Appropriation Is Not Seen As Such When It Takes Place In Depth

Take the case of the Romans who subjugated the Greek cities in the 2nd century BC. Although Roman culture spread to the Hellenistic world after this period, the Romans continued to have a great fascination for the Greek world. Greek culture and language retained a special status within the Roman Empire, and as a result it was not low-class cultural appropriation. On the contrary, it was the study of Greek philosophers by the political elite, or their adoption of Greek as their first language of learning. Greek was not a war trophy, but a culture recognized as equal or even superior to Roman culture. In such a situation, one cannot deplore this appropriation because it is the consequence of great respect or admiration. The same thing happened when the Arabs conquered Persia. Persia was a far more brilliant and ancient civilization than the one from which the Arabs had descended, who had hitherto lived as nomadic tribes for millennia without really building cities comparable to the Persian world. The Persian cultural influence in the Arab world was almost total, whether in the fields of science, architecture, poetry, philosophy or commerce, the Persians served as a civilizational graft from which Arab civilization flourished. There were, of course, other influences on the Arabs (the Judaic, Greek and Indian worlds are all millennia-old civilizations that served as civilizational crucibles for the Arabs), whether in medicine, geometry, mathematics or even theology. When a people deeply absorbs the culture of another civilization and makes it their own, this appropriation is not really a problem; it’s more like a tribute, so to speak.

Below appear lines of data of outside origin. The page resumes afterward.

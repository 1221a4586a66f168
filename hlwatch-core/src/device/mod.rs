//! Device abstraction layer
//!
//! Provides a unified hardware monitoring interface over the vendor library,
//! a static canned device set and the synthetic fleet.

mod canned;
mod interface;
mod lifecycle;
mod real;
pub mod sysfs;
mod verbose;

pub use canned::StaticMonitor;
pub use interface::*;
pub(crate) use lifecycle::Lifecycle;
pub use real::{resolve_bus_id, RealMonitor};
pub use verbose::VerboseMonitor;

use std::sync::Arc;

use thiserror::Error;

use crate::synthetic::{SyntheticError, SyntheticMonitor};

/// Errors raised while selecting a provider
#[derive(Debug, Error)]
pub enum ProviderError {
    #[error("hlml provider unavailable: {0}")]
    Hlml(#[from] HlmlError),

    #[error("synthetic provider unavailable: {0}")]
    Synthetic(#[from] SyntheticError),
}

/// Create a hardware monitor for the requested provider
///
/// With `verbose` set the provider is wrapped so that every call is logged.
pub fn create_monitor(
    kind: ProviderKind,
    verbose: bool,
) -> Result<Arc<dyn HardwareMonitor>, ProviderError> {
    let monitor: Arc<dyn HardwareMonitor> = match kind {
        ProviderKind::Auto => match RealMonitor::new() {
            Ok(monitor) => {
                tracing::info!("Using hlml provider");
                Arc::new(monitor)
            }
            Err(e) => {
                tracing::warn!(error = %e, "hlml not available, using static device set");
                Arc::new(StaticMonitor::new())
            }
        },
        ProviderKind::Real => Arc::new(RealMonitor::new()?),
        ProviderKind::Static => Arc::new(StaticMonitor::new()),
        ProviderKind::Synthetic => Arc::new(SyntheticMonitor::from_env()?),
    };

    if verbose {
        Ok(Arc::new(VerboseMonitor::new(monitor)))
    } else {
        Ok(monitor)
    }
}
//! hlwatch
//!
//! Reports Habana accelerator inventory and watches the accelerators for
//! critical hardware errors. Runs as a DaemonSet next to the device plugin;
//! devices that fail are flagged so they can be pulled from scheduling.

mod cli;
mod config;

use std::collections::HashSet;
use std::sync::Arc;

use anyhow::{Context, Result};
use tokio::signal;
use tokio::sync::{mpsc, watch};
use tracing::{debug, error, info, warn};
use tracing_subscriber::{fmt, prelude::*, EnvFilter};

use cli::Cli;
use config::Config;
use hlwatch_core::{
    create_monitor, DeviceRegistry, HardwareMonitor, HealthWatcher, MetricsRegistry,
    UnhealthyDevice,
};

/// Initialize the tracing/logging subsystem
fn init_logging(log_level: &str, json_format: bool) {
    let filter =
        EnvFilter::try_from_default_env().unwrap_or_else(|_| EnvFilter::new(log_level));

    if json_format {
        tracing_subscriber::registry()
            .with(filter)
            .with(fmt::layer().json())
            .init();
    } else {
        tracing_subscriber::registry()
            .with(filter)
            .with(fmt::layer())
            .init();
    }
}

/// Drain the unhealthy queue, flagging each device once
async fn consume_unhealthy(
    mut rx: mpsc::UnboundedReceiver<UnhealthyDevice>,
    metrics: Arc<MetricsRegistry>,
) -> HashSet<String> {
    let mut unhealthy = HashSet::new();

    while let Some(item) = rx.recv().await {
        let serial = item.device.serial().to_string();
        if unhealthy.insert(serial.clone()) {
            warn!(
                serial = %serial,
                bus_id = %item.device.device.bus_id,
                reason = %item.reason,
                detected_at = %item.detected_at,
                "Device marked unhealthy"
            );
            metrics.set_device_unhealthy(&serial, true);
        } else {
            debug!(serial = %serial, reason = %item.reason, "Device already unhealthy");
        }
    }

    unhealthy
}

/// Run the health watcher until shutdown
async fn run(
    config: Config,
    monitor: Arc<dyn HardwareMonitor>,
    shutdown_rx: watch::Receiver<bool>,
) -> Result<()> {
    match monitor.device_type_name().await {
        Ok(family) => info!(family = %family, "Detected accelerator family"),
        Err(e) => warn!(error = %e, "Could not classify accelerators"),
    }

    let devices = DeviceRegistry::new(Arc::clone(&monitor))
        .list_devices()
        .await
        .context("Failed to enumerate devices")?;
    info!(count = devices.len(), "Discovered accelerators");

    if devices.is_empty() {
        warn!("No accelerators found on this node");
    }

    let metrics = Arc::new(MetricsRegistry::new());
    metrics.set_device_count(devices.len() as i64);
    for info in &devices {
        metrics.set_device_unhealthy(info.serial(), false);
    }

    // Start metrics server if enabled
    if config.metrics.enabled {
        let port = config.metrics.port;
        tokio::spawn(async move {
            if let Err(e) = start_metrics_server(port).await {
                error!(error = %e, "Metrics server failed");
            }
        });
    }

    let (unhealthy_tx, unhealthy_rx) = mpsc::unbounded_channel();
    let consumer = tokio::spawn(consume_unhealthy(unhealthy_rx, Arc::clone(&metrics)));

    let watcher = HealthWatcher::new(
        monitor,
        devices,
        config.watch.clone(),
        unhealthy_tx,
        metrics,
    );
    watcher.run(shutdown_rx).await;

    // Closes the queue so the consumer drains and exits
    drop(watcher);
    let unhealthy = consumer.await.context("Unhealthy queue consumer failed")?;

    info!(unhealthy = unhealthy.len(), "hlwatch shutdown complete");
    Ok(())
}

/// Start the Prometheus metrics HTTP server
async fn start_metrics_server(port: u16) -> Result<()> {
    use std::net::SocketAddr;
    use tokio::io::{AsyncReadExt, AsyncWriteExt};
    use tokio::net::TcpListener;

    let addr = SocketAddr::from(([0, 0, 0, 0], port));
    let listener = TcpListener::bind(addr).await?;
    info!(port = port, "Metrics server listening");

    loop {
        let (mut socket, _) = listener.accept().await?;

        tokio::spawn(async move {
            let mut buf = [0; 1024];
            let _ = socket.read(&mut buf).await;

            let request = String::from_utf8_lossy(&buf);
            let response = if request.starts_with("GET /metrics") {
                let body = prometheus::TextEncoder::new()
                    .encode_to_string(&prometheus::gather())
                    .unwrap_or_default();
                format!(
                    "HTTP/1.1 200 OK\r\nContent-Type: text/plain; version=0.0.4; charset=utf-8\r\nContent-Length: {}\r\n\r\n{}",
                    body.len(),
                    body
                )
            } else {
                "HTTP/1.1 404 Not Found\r\nContent-Length: 0\r\n\r\n".to_string()
            };

            let _ = socket.write_all(response.as_bytes()).await;
        });
    }
}

/// Flip `shutdown_tx` on Ctrl+C or SIGTERM
async fn wait_for_signal(shutdown_tx: watch::Sender<bool>) {
    let ctrl_c = async {
        if let Err(e) = signal::ctrl_c().await {
            error!(error = %e, "Failed to install Ctrl+C handler");
            std::future::pending::<()>().await;
        }
    };

    #[cfg(unix)]
    let terminate = async {
        match signal::unix::signal(signal::unix::SignalKind::terminate()) {
            Ok(mut sigterm) => {
                sigterm.recv().await;
            }
            Err(e) => {
                error!(error = %e, "Failed to install SIGTERM handler");
                std::future::pending::<()>().await;
            }
        }
    };

    #[cfg(not(unix))]
    let terminate = std::future::pending::<()>();

    tokio::select! {
        _ = ctrl_c => {
            info!("Received Ctrl+C, initiating shutdown");
        }
        _ = terminate => {
            info!("Received SIGTERM, initiating shutdown");
        }
    }

    let _ = shutdown_tx.send(true);
}

#[tokio::main]
async fn main() -> Result<()> {
    // Parse CLI arguments
    let cli = Cli::parse_args();

    // Initialize logging
    init_logging(&cli.log_level, cli.log_json);

    info!(version = env!("CARGO_PKG_VERSION"), "hlwatch starting");

    // Load configuration
    let mut config = if cli.config.exists() {
        Config::from_file(&cli.config)
            .with_context(|| format!("Failed to load config from {:?}", cli.config))?
    } else {
        warn!(path = ?cli.config, "Config file not found, using defaults");
        Config::default()
    };

    // Apply CLI overrides
    if let Some(provider) = cli.provider {
        config.provider = provider;
    }
    if cli.verbose_hlml {
        config.verbose_hlml = true;
    }

    // Validate configuration
    config.validate().context("Invalid configuration")?;

    info!(
        provider = %config.provider,
        verbose_hlml = config.verbose_hlml,
        "Configuration loaded"
    );

    let monitor = create_monitor(config.provider, config.verbose_hlml)
        .context("Failed to create hardware monitor")?;
    monitor
        .initialize()
        .await
        .context("Failed to initialize hardware monitor")?;
    info!(provider = %monitor.provider(), "Hardware monitor initialized");

    let result = if cli.once {
        list_once(Arc::clone(&monitor)).await
    } else {
        let (shutdown_tx, shutdown_rx) = watch::channel(false);
        tokio::spawn(wait_for_signal(shutdown_tx));
        run(config, Arc::clone(&monitor), shutdown_rx).await
    };

    if let Err(e) = monitor.shutdown().await {
        warn!(error = %e, "Failed to shut down hardware monitor");
    }

    result
}

/// Print the device listing as JSON (--once mode)
async fn list_once(monitor: Arc<dyn HardwareMonitor>) -> Result<()> {
    info!("Listing devices (--once mode)");

    let devices = DeviceRegistry::new(monitor)
        .list_devices()
        .await
        .context("Failed to enumerate devices")?;

    let output = serde_json::to_string_pretty(&devices).context("Failed to encode devices")?;
    println!("{}", output);
    Ok(())
}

What Can Be Done To Eradicate Superficial Cultural Appropriation In The United States?

The theme of cultural appropriation affects the Anglo-Saxon world (Canada, the United States and Australia) in particular, where genocides have taken place without any interbreeding of populations (unlike in Hispanic territories, for example, with the exception of Argentina). To solve this problem once and for all, there needs to be a careful study of Amerindian cultures, and they need to be assimilated in hearts and minds, not just in dress or body. A new culture needs to be born out of the meeting of Anglo-Saxons and Amerindians, as it were. Perhaps the American environmental and agricultural movements can draw inspiration from pre-Columbian concepts? Perhaps languages or certain sociological aspects can be borrowed from indigenous cultures (property rights, status of women, prerogatives of the couple in society etc.). It’s a vast theme, and it involves studying the reality of indigenous cultures in depth to extract the nuggets that will be melted down to shape a new culture, a melting pot of European, African and current globalist influences. You can’t impose crossbreeding on people. This is difficult when a nation’s identity is based above all on race, as is unconsciously the case in Anglo-Saxon countries. When the nation is perceived as a culture (e.g. France, Latin American countries, etc.), miscegenation is more frequent and helps to shape a new culture that is more at peace with its past.

Anything Assimilated From Within Cannot Be Considered Cultural Appropriation

Finally, to sum up and conclude, I would simply say that not everything that is assimilated in spirit, i.e. in an intimate, inner way, can be considered theft. The sacred by definition implies an intimate understanding of things. If your approach is to assimilate a culture and not to collect war trophies, you’ll never offend unless people have misplaced sensitivities.

Misplaced Sensitivity Exists

There are minority cultures whose own members have forgotten about them. The latter sometimes react aggressively when outsiders take a sincere interest in their culture. This reaction proves their ignorance, because one of the ways to protect a culture is to spread it. In this case, disregard these protests, which are in reality nothing more than self-reproach, because your interest in depth highlights their own deficiencies in knowledge of their own culture. You’re an unpleasant mirror they’re desperate to hold up. Ignore them, because these people don’t know much more than you about their own cultures (apart from the collective unconscious they carry in their flesh).